Menschen, die das Internet noch nie genutzt haben, will der Bund mit dem mobilen Internet Café einen "niederschwelligen Erstkontakt mit dem Medium ermöglichen". Sie sollen je nach persönlichen Interessen erfahren, wo und wie sie auf dem Netz Informationen und Dienstleistungen finden können.

Online-Fahrplan und Behördenseiten

Beispiele sind die Abfrage von Behördeninfos, Online-Fahrplänen oder Ratgeberseiten. Zudem weist das Team von "Tour-de-Clic.ch" die Besuchenden auf lokale und regionale Schulungs- und Kursangebote sowie öffentlich zugängliche Computer (PC) hin.

In der Schweiz werden PCs und Internet laut BAKOM zunehmend genutzt. Dies treffe aber nicht für alle Bevölkerungsschichten in gleicher Weise zu. 77 Prozent Hochschulabsolventen nutzten das Internet regelmässig, aber nur 25 Prozent der Personen mit obligatorischer Schulbildung.

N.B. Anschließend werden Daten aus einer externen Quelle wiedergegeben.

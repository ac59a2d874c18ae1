//! Domain Layer
//!
//! Cards, drafts, errors and the time source. No storage or browser
//! dependencies live here.

mod entity;
mod card;
mod clock;
mod samples;

pub use entity::{Entity, DomainError, DomainResult, FormatError, MissingFields};
pub use card::{Card, CardColor, CardDraft, CardId, DraftField, ValidDraft};
pub use clock::{Clock, ManualClock, SystemClock};
pub use samples::{default_cards, sample_pack};
//! Repository Layer - Core Traits
//!
//! Defines the abstract interfaces for data access.
//! Implementations can use browser local storage, in-memory maps, etc.

use crate::domain::{DomainResult, Entity};

/// String key-value store (the shape of `window.localStorage`)
pub trait KeyValueStore {
    fn get_item(&self, key: &str) -> DomainResult<Option<String>>;

    fn set_item(&self, key: &str, value: &str) -> DomainResult<()>;

    fn remove_item(&self, key: &str) -> DomainResult<()>;
}

/// Whole-collection persistence
///
/// The collection is always read and written as a unit; there are no
/// per-entity writes.
pub trait CollectionRepository<T: Entity> {
    /// `None` when nothing has been stored yet
    fn load(&self) -> DomainResult<Option<Vec<T>>>;

    /// Replace the stored collection
    fn save(&self, entities: &[T]) -> DomainResult<()>;
}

Hemmschwelle mit den Alter

60 Prozent der Einwohnerinnen und Einwohner nutzen das Medium ab und zu, 45 Prozent mehrmals pro Woche. Bei 20- bis 29-Jährigen nutzen über 65 Prozent regelmässig das Internet, bei den über 50-Jährigen sind es dagegen nur 22 Prozent.

Skeptische MigrantInnen-Organisation

Jürg Schertenleib von der Schweizerischen Flüchtlingshilfe setzt einige Fragezeichen hinter die BAKOM-Kampagne. "Das Projekt ist für Migrantinnen und Migranten nicht sehr attraktiv. Auf dem Netz ist es beispielsweise nur in Deutsch, Französisch und Italienisch vorgestellt", sagte Schertenleib gegenüber swissinfo. Er bezweifelte, ob das Projekt genügend nahe bei Migranten ist.

"Für mich stellt sich auch die Frage, ob ältere Menschen und Migranten, die meist jünger sind, zusammen angesprochen werden können. Es sind zwei unterschiedliche Zielgruppen mit unterschiedlichen Lebenswirklichkeiten."

Besser findet er beispielsweise die Initiative "Nachbarschaftshilfe" in Genf. Dort soll die Bevölkerung eines ganzen Quartiers einen leichteren Einstieg ins Internet erhalten. "Das liegt sehr viel näher bei den Leuten, als mit einem Wagen durch die Schweiz zu fahren", so Schertenleib.

Im Rahmen von Informationsgesellschaft Schweiz

Die Kampagne des BAKOM ist Teil der bundesrätlichen Strategie für eine Informationsgesellschaft Schweiz. Diese schreibt in ihren Grundsätzen den chancengleichen Zugang aller zu Neuen Informations- und Kommuniktations-Technologien (NIKT) fest.

Tour-de-Clic wird von der Koordinationsstelle Informationsgesellschaft des BAKOM durchgeführt und von der Bundeskanzlei sowie dem Bundesamt für Berufsbildung und Technologie mitgetragen. Partner-Organisationen sind unter anderen Pro Senectute, Seniorenweb.ch und verschiedene Senioren-Universitäten.

swissinfo und Agenturen

Fakten

Zielgruppe sind Senioren, Migranten und Menschen mit geringer Bildung.
77% der Hochschulabsolventen nutzen das Internet
Von den Personen mit obligatorischer Schulbildung sind es nur 25%
Von den über 50 Jährigen surfen nur 22% regelmässig.
Bei den 20 bis 29-Jährigen sind es über 65%.